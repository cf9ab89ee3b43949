//! Hash Utilities for Replay Fingerprints
//!
//! Replays are deterministic: the same configuration and request stream
//! must produce byte-identical audit trails. A SHA-256 over the serialized
//! records makes two runs comparable at a glance.

use serde::Serialize;
use sha2::{Digest, Sha256};

/// Hash a sequence of serializable records.
///
/// Each record is serialized as compact JSON and terminated by a newline
/// before being fed to the hasher.
pub fn fingerprint<T: Serialize>(records: &[T]) -> Result<[u8; 32], serde_json::Error> {
    let mut hasher = Sha256::new();
    for record in records {
        let bytes = serde_json::to_vec(record)?;
        hasher.update(&bytes);
        hasher.update(b"\n");
    }
    let result = hasher.finalize();

    let mut hash = [0u8; 32];
    hash.copy_from_slice(&result);
    Ok(hash)
}

/// Convert hash to hex string for display
pub fn hash_to_hex(hash: &[u8; 32]) -> String {
    hash.iter()
        .map(|b| format!("{:02x}", b))
        .collect()
}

######

◆ **WORK TO BE COMPLETED**: Nothing in the records above may be left out when you repeat them exactly.

◆ **ANSWER SPACE**:
repository cf9ab89ee3b43949
//! Hash Utilities for Replay Fingerprints
//!
//! Replays are deterministic: the same configuration and request stream
//! must produce byte-identical audit trails. A SHA-256 over the serialized
//! records makes two runs comparable at a glance.

use serde::Serialize;
use sha2::{Digest, Sha256};

/// Hash a sequence of serializable records.
///
/// Each record is serialized as compact JSON and terminated by a newline
/// before being fed to the hasher.
pub fn fingerprint<T: Serialize>(records: &[T]) -> Result<[u8; 32], serde_json::Error> {
    let mut hasher = Sha256::new();
    for record in records {
        let bytes = serde_json::to_vec(record)?;
        hasher.update(&bytes);
        hasher.update(b"\n");
    }
    let result = hasher.finalize();

    let mut hash = [0u8; 32];
    hash.copy_from_slice(&result);
    Ok(hash)
}

/// Convert hash to hex string for display
pub fn hash_to_hex(hash: &[u8; 32]) -> String {
    hash.iter()
        .map(|b| format!("{:02x}", b))
        .collect()
}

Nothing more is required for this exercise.